This is a fascinating question and I do not think there is yet an absolutely agreed consensus even on the likely distribution of the Oort cloud objects and it isn't clear to me how the pictures you show have been produced.
TL;DR There are probably lots of objects with semi-major axes from 100 to a few thousand au, but because they are ejected from the inner Solar System but not strongly influenced by the Galactic tidal field, they have high eccentricities (and so spend longer at aphelion a long way from the Sun) and low inclinations (and so are confined to a disc). Objects ejected even further end up being tidally circularised and the inclinations of their orbits also gets randomised by the Galactic tidal field. This roughly agrees with what is shown in your second image.

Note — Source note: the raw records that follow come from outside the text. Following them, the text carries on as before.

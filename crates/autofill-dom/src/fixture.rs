//! JSON page fixtures.
//!
//! A fixture is a tree of [`NodeSpec`]s. Elements carry their attributes and
//! live control state; text nodes are `{"text": "..."}`.

use std::collections::{BTreeMap, BTreeSet};

use serde::{Deserialize, Serialize};

use crate::document::Document;
use crate::error::DomError;
use crate::node::{ElementData, Node, NodeData, NodeId, WriteChannel};

#[derive(Debug, Clone, PartialEq, Serialize, Deserialize)]
#[serde(untagged)]
pub enum NodeSpec {
    Text { text: String },
    Element(ElementSpec),
}

#[derive(Debug, Clone, Default, PartialEq, Serialize, Deserialize)]
pub struct ElementSpec {
    pub tag: String,

    #[serde(default, skip_serializing_if = "BTreeMap::is_empty")]
    pub attrs: BTreeMap<String, String>,

    #[serde(default, skip_serializing_if = "Vec::is_empty")]
    pub children: Vec<NodeSpec>,

    #[serde(default, skip_serializing_if = "Option::is_none")]
    pub value: Option<String>,

    #[serde(default, skip_serializing_if = "is_false")]
    pub checked: bool,

    #[serde(default, skip_serializing_if = "is_false")]
    pub selected: bool,

    /// Write channels the page intercepts on this control.
    #[serde(default, skip_serializing_if = "BTreeSet::is_empty")]
    pub blocked: BTreeSet<WriteChannel>,
}

fn is_false(value: &bool) -> bool {
    !*value
}

impl ElementSpec {
    fn to_data(&self) -> ElementData {
        let mut data = ElementData::new(&self.tag);
        data.attributes = self.attrs.clone();
        data.value = self
            .value
            .clone()
            .or_else(|| self.attrs.get("value").cloned())
            .unwrap_or_default();
        data.checked = self.checked;
        data.selected = self.selected;
        data.blocked = self.blocked.clone();
        data
    }
}

impl Document {
    /// Build a document whose root is the fixture's top element.
    pub fn from_spec(spec: &NodeSpec) -> Result<Self, DomError> {
        let NodeSpec::Element(root) = spec else {
            return Err(DomError::InvalidFixture(
                "fixture root must be an element".to_string(),
            ));
        };
        if root.tag.trim().is_empty() {
            return Err(DomError::InvalidFixture("element without tag".to_string()));
        }
        let mut doc = Document::with_root(root.to_data());
        let root_id = doc.root();
        for child in &root.children {
            doc.build_subtree(root_id, child)?;
        }
        Ok(doc)
    }

    fn build_subtree(&mut self, parent: NodeId, spec: &NodeSpec) -> Result<(), DomError> {
        match spec {
            NodeSpec::Text { text } => {
                self.append_node(parent, Node::text(text.as_str()))?;
            }
            NodeSpec::Element(element) => {
                if element.tag.trim().is_empty() {
                    return Err(DomError::InvalidFixture("element without tag".to_string()));
                }
                let id = self.append_node(parent, Node::element(element.to_data()))?;
                for child in &element.children {
                    self.build_subtree(id, child)?;
                }
            }
        }
        Ok(())
    }

    pub fn from_json(json: &str) -> Result<Self, DomError> {
        let spec: NodeSpec = serde_json::from_str(json)?;
        Self::from_spec(&spec)
    }

    pub fn from_value(value: serde_json::Value) -> Result<Self, DomError> {
        let spec: NodeSpec = serde_json::from_value(value)?;
        Self::from_spec(&spec)
    }

    /// Snapshot the current page, including live control state.
    pub fn to_spec(&self) -> NodeSpec {
        self.spec_of(self.root())
    }

    fn spec_of(&self, id: NodeId) -> NodeSpec {
        match &self.nodes[id.0].data {
            NodeData::Text(text) => NodeSpec::Text { text: text.clone() },
            NodeData::Element(data) => NodeSpec::Element(ElementSpec {
                tag: data.tag.clone(),
                attrs: data.attributes.clone(),
                children: self
                    .children(id)
                    .iter()
                    .map(|child| self.spec_of(*child))
                    .collect(),
                value: (!data.value.is_empty()).then(|| data.value.clone()),
                checked: data.checked,
                selected: data.selected,
                blocked: data.blocked.clone(),
            }),
        }
    }

    pub fn to_json_pretty(&self) -> Result<String, DomError> {
        Ok(serde_json::to_string_pretty(&self.to_spec())?)
    }
}
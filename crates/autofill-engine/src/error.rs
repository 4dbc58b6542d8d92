//! Engine error types.

use std::path::PathBuf;

use autofill_dom::DomError;
use thiserror::Error;

/// Errors raised outside the fill pass itself.
///
/// A fill pass never returns one of these: per-field failures end up in the
/// observation log and a missing profile in `FillResult::success`.
#[derive(Debug, Error)]
pub enum EngineError {
    #[error("No profile data loaded")]
    NoProfileData,

    #[error("Failed to load profile from {path}: {message}")]
    ProfileLoad { path: PathBuf, message: String },

    #[error("DOM error: {0}")]
    Dom(#[from] DomError),

    #[error("IO error: {0}")]
    Io(#[from] std::io::Error),

    #[error("JSON error: {0}")]
    Json(#[from] serde_json::Error),
}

Note also the the axes on your diagrams are logarithmic. That means that the volume out to 100000 au is a million times bigger than the volume out to 1000 au. This means that even if the density of objects is higher at smaller radii, their absolute numbers may be smaller in such diagrams.
Now read on
The potential gap you have identified appears to coincide with the region has been termed the "parking zone" by Jilkova et al. (2015) and is defined by the "Kuiper belt cliff" at its inner edge (about 100 au) and the start of the Oort cloud at its outer edge (a few thousand au). The contention is that objects in the parking zone are difficult to produce if they scatter out from the inner Solar System or scatter in from the outer Solar System. Therefore they might either formed in-situ or they are captured objects from another star system during the initial (clustered) stage of the Sun's life.

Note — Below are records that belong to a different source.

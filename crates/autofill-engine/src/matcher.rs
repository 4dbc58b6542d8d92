//! Fuzzy matching of question labels against dictionary keys.

use autofill_config::MatcherConfig;
use once_cell::sync::Lazy;
use regex::Regex;
use serde::Serialize;
use tracing::trace;

use crate::dictionary::FlatDictionary;
use crate::profile::ProfileValue;

static WORD_SPLIT: Lazy<Regex> = Lazy::new(|| Regex::new(r"[\s\-_,().!]+").expect("valid regex"));

/// Winning dictionary entry for one question.
#[derive(Debug, Clone, PartialEq, Serialize)]
pub struct MatchResult {
    pub key: String,
    pub value: ProfileValue,
    pub score: f64,
}

/// Scores question labels against dictionary keys.
#[derive(Debug, Clone)]
pub struct FieldMatcher {
    min_score: f64,
    keyword_categories: Vec<(String, Vec<String>)>,
}

impl Default for FieldMatcher {
    fn default() -> Self {
        Self::new(&MatcherConfig::default())
    }
}

impl FieldMatcher {
    pub fn new(config: &MatcherConfig) -> Self {
        let keyword_categories = config
            .keyword_categories
            .iter()
            .map(|(name, words)| {
                (
                    name.to_lowercase(),
                    words.iter().map(|w| w.to_lowercase()).collect(),
                )
            })
            .collect();
        Self {
            min_score: config.min_score,
            keyword_categories,
        }
    }

    pub fn min_score(&self) -> f64 {
        self.min_score
    }

    /// Similarity of `question` and `key` in `[0, 1]`.
    ///
    /// In order: exact equality (1.0), key inside question (at most 0.95,
    /// higher for keys covering more of the question), question inside key
    /// (0.8, only for questions longer than three characters), keyword
    /// category cues (0.85), then word overlap.
    pub fn score(&self, question: &str, key: &str) -> f64 {
        let question = question.trim().to_lowercase();
        let key = key.trim().to_lowercase();
        if question.is_empty() || key.is_empty() {
            return 0.0;
        }
        if question == key {
            return 1.0;
        }

        let question_len = question.chars().count();
        let key_len = key.chars().count();

        if question.contains(&key) {
            return (0.6 + (key_len as f64 / question_len as f64) * 0.35).min(0.95);
        }
        if key.contains(&question) && question_len > 3 {
            return 0.8;
        }
        if self.has_keyword_cues(&question, &key) {
            return 0.85;
        }
        word_score(&question, &key)
    }

    /// A key that names a keyword category matches a question carrying at
    /// least two of that category's keywords.
    fn has_keyword_cues(&self, question: &str, key: &str) -> bool {
        self.keyword_categories.iter().any(|(name, keywords)| {
            let key_in_category = key.contains(name.as_str()) || keywords.iter().any(|w| key.contains(w.as_str()));
            key_in_category && keywords.iter().filter(|w| question.contains(w.as_str())).count() >= 2
        })
    }

    /// Best entry scoring at least `min_score`; the first one wins ties.
    pub fn find_best_match(&self, question: &str, dictionary: &FlatDictionary) -> Option<MatchResult> {
        let mut best: Option<MatchResult> = None;
        for (key, value) in dictionary.iter() {
            let score = self.score(question, key);
            if score < self.min_score {
                continue;
            }
            if best.as_ref().is_none_or(|b| score > b.score) {
                best = Some(MatchResult {
                    key: key.to_string(),
                    value: value.clone(),
                    score,
                });
            }
        }
        if let Some(found) = &best {
            trace!(question, key = %found.key, score = found.score, "fuzzy match");
        }
        best
    }

    /// Direct lookup of the lowercased, trimmed question.
    pub fn exact_lookup(&self, question: &str, dictionary: &FlatDictionary) -> Option<MatchResult> {
        let key = question.trim().to_lowercase();
        dictionary.get(&key).map(|value| MatchResult {
            key,
            value: value.clone(),
            score: 1.0,
        })
    }
}

fn words(text: &str) -> Vec<&str> {
    WORD_SPLIT
        .split(text)
        .filter(|w| w.chars().count() > 2)
        .collect()
}

fn related(a: &str, b: &str) -> bool {
    a == b || a.contains(b) || b.contains(a)
}

fn word_score(question: &str, key: &str) -> f64 {
    let question_words = words(question);
    let key_words = words(key);
    if question_words.is_empty() || key_words.is_empty() {
        return 0.0;
    }

    let matching = question_words
        .iter()
        .filter(|q| key_words.iter().any(|k| related(q, k)))
        .count();
    let covered = key_words
        .iter()
        .filter(|k| question_words.iter().any(|q| related(q, k)))
        .count();

    let word_score = matching as f64 / question_words.len().max(key_words.len()) as f64;
    let key_word_score = covered as f64 / key_words.len() as f64;
    0.4 * word_score + 0.6 * key_word_score
}

#[cfg(test)]
#[path = "matcher_tests.rs"]
mod tests;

The Oort cloud itself is thought to be mainly populated with objects that formed in the inner Solar System, where the protostellar disc was dense. Small asteroids that are close to the giant planets can pick up a series of orbital perturbations that boost their eccentricity and semi-major axis, whilst keeping their perihelion distance roughly constant. If that process continues then the asteroids will eventually escape the Solar System, and a large fraction probably did so. However, when the asteroids achieve a very large semi-major axis, the Galactic tidal field can act to circularise the orbits - reducing the eccentricity but preserving the semi-major axis. The circularisation timescale is quicker the larger the semi-major axis.

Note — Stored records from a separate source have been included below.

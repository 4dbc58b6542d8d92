//! Question discovery on a page.
//!
//! Google Forms wraps each question in a `role=listitem`; other builders are
//! recognised by their question root class, `fieldset` or `.form-group`.

use autofill_dom::{Document, NodeId, Selector};
use once_cell::sync::Lazy;
use tracing::debug;

use crate::control::input_type;
use crate::normalize::normalize_label;
use crate::upload::{ExpectedFileType, FileUploadFieldInfo, ADD_FILE_SELECTORS};

/// Container selectors, tried in order until one matches.
const CONTAINER_SELECTORS: &[&str] = &[
    "[role=listitem]",
    ".freebirdFormviewerComponentsQuestionBaseRoot",
    ".Qr7Oae",
    "fieldset",
    ".form-group",
];

static CONTAINERS: Lazy<Vec<Selector>> = Lazy::new(|| {
    CONTAINER_SELECTORS
        .iter()
        .map(|s| Selector::parse(s).expect("valid selector"))
        .collect()
});

static HEADING: Lazy<Selector> = Lazy::new(|| Selector::parse("[role=heading]").expect("valid selector"));

static LABEL_FALLBACK: Lazy<Selector> =
    Lazy::new(|| Selector::parse("label, legend, .M7eMe").expect("valid selector"));

static ADD_FILE: Lazy<Selector> =
    Lazy::new(|| Selector::parse(&ADD_FILE_SELECTORS.join(", ")).expect("valid selector"));

/// Finds question containers, their labels and their controls.
#[derive(Debug, Clone, Copy, Default)]
pub struct FormDetector;

impl FormDetector {
    pub fn new() -> Self {
        Self
    }

    /// Top-level question containers in document order.
    ///
    /// The first selector with any match wins. Containers nested inside
    /// another match (option rows of a Google Forms checkbox list are
    /// `role=listitem` too) are dropped.
    pub fn find_question_containers(&self, doc: &Document) -> Vec<NodeId> {
        for selector in CONTAINERS.iter() {
            let found = doc.query_selector_all(doc.root(), selector);
            if found.is_empty() {
                continue;
            }
            let top_level: Vec<NodeId> = found
                .iter()
                .copied()
                .filter(|n| !found.iter().any(|other| other != n && doc.contains(*other, *n)))
                .collect();
            debug!(selector = selector.as_str(), count = top_level.len(), "question containers");
            return top_level;
        }
        Vec::new()
    }

    /// Normalized question text of a container, empty when there is none.
    pub fn extract_question_label(&self, doc: &Document, container: NodeId) -> String {
        let text = doc
            .query_selector_all(container, &HEADING)
            .into_iter()
            .chain(doc.query_selector_all(container, &LABEL_FALLBACK))
            .map(|n| doc.text_content(n))
            .find(|text| !text.trim().is_empty());
        text.map(|t| normalize_label(&t)).unwrap_or_default()
    }

    /// The control answering the question, by kind priority.
    pub fn find_input_field(&self, doc: &Document, container: NodeId) -> Option<NodeId> {
        let descendants = doc.descendants(container);
        let is_input = |n: NodeId, kind: &str| doc.tag_name(n) == "input" && input_type(doc, n) == kind;
        let has_role = |n: NodeId, role: &str| doc.attribute(n, "role") == Some(role);

        let probes: [&dyn Fn(NodeId) -> bool; 7] = [
            &|n| is_input(n, "date"),
            &|n| has_role(n, "listbox"),
            &|n| doc.tag_name(n) == "select",
            &|n| has_role(n, "radio") || is_input(n, "radio"),
            &|n| has_role(n, "checkbox") || is_input(n, "checkbox"),
            &|n| doc.tag_name(n) == "textarea",
            &|n| doc.tag_name(n) == "input" && input_type(doc, n) != "hidden",
        ];
        probes
            .iter()
            .find_map(|probe| descendants.iter().copied().find(|n| probe(*n)))
    }

    /// Questions expecting a file, either through a file input or an
    /// add-file button.
    pub fn detect_file_upload_fields(&self, doc: &Document) -> Vec<FileUploadFieldInfo> {
        self.find_question_containers(doc)
            .into_iter()
            .filter(|container| {
                doc.query_selector(*container, &ADD_FILE).is_some()
                    || doc
                        .descendants(*container)
                        .into_iter()
                        .any(|n| doc.tag_name(n) == "input" && input_type(doc, n) == "file")
            })
            .map(|container| {
                let question_label = self.extract_question_label(doc, container);
                FileUploadFieldInfo {
                    container,
                    expected_file_type: ExpectedFileType::from_label(&question_label),
                    question_label,
                }
            })
            .collect()
    }
}

#[cfg(test)]
#[path = "detector_tests.rs"]
mod tests;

The combination of these two processes - the "conveyor belt" of building up the eccentricity and semi-major axis, competing with the circularisation of the orbits induced by the Galactic tidal field - produces an Oort cloud of objects with relatively low eccentricity orbits between the "parking zone" and the outer edge of the Oort cloud (the Hill radius), which is where the Galactic tidal field will strip the objects out of the Solar System altogether. I think there are though still plenty of objects in the parking zone with relatively high eccentricities, though these may be more confined to a disc with low inclination (see edit).
Further reading: Vokrouhlicky et al. (2019) and Portegies Zwart et al. (2021), which is where the summary diagram below is taken from. Their models follow the development of the Oort cloud from a protoplanetary disc in which giant planets have formed, for a billion years. These show that the Oort cloud forms within 100 million years and evolves slowly thereafter.
![enter image description here](https://cdn.statically.io/img/i.sstatic.net/X2FxN.jpg)
EDIT! However, the overall number density as a function of radius in both the Vokrouhlicky et al. and Portegies Zwart models do not show the gap that forms the basis of your question. On the contrary, the mass density of objects between 100 and 1000 au is higher than that in subsequent decades of semi major axis (see the orange line in the plot below)!
Note though that the asteroids at 100 to a few thousand au still have low inclinations (according to the simulations) - i.e. are more confined to a disc, so the high densities might mask the fact that they have relatively low densities at high inclinations (as shown in your pictures). It is only when they get beyond the parking zone that the Galactic tidal field starts to mix up the inclinations as well as circularise the orbits.
![r distribution of Oort cloud](https://cdn.statically.io/img/i.sstatic.net/HUWfY.jpg)
I think the main reason for the apparent gap is the use of logarithmic axes in your pictures. The volume of space between say 100 au and 1000 au is about a million times smaller than between 10000 au and 100000 au. Thus even though the density is increasing with smaller semi major axis, the absolute numbers in a shell on a plot with logarithmic axes will decrease.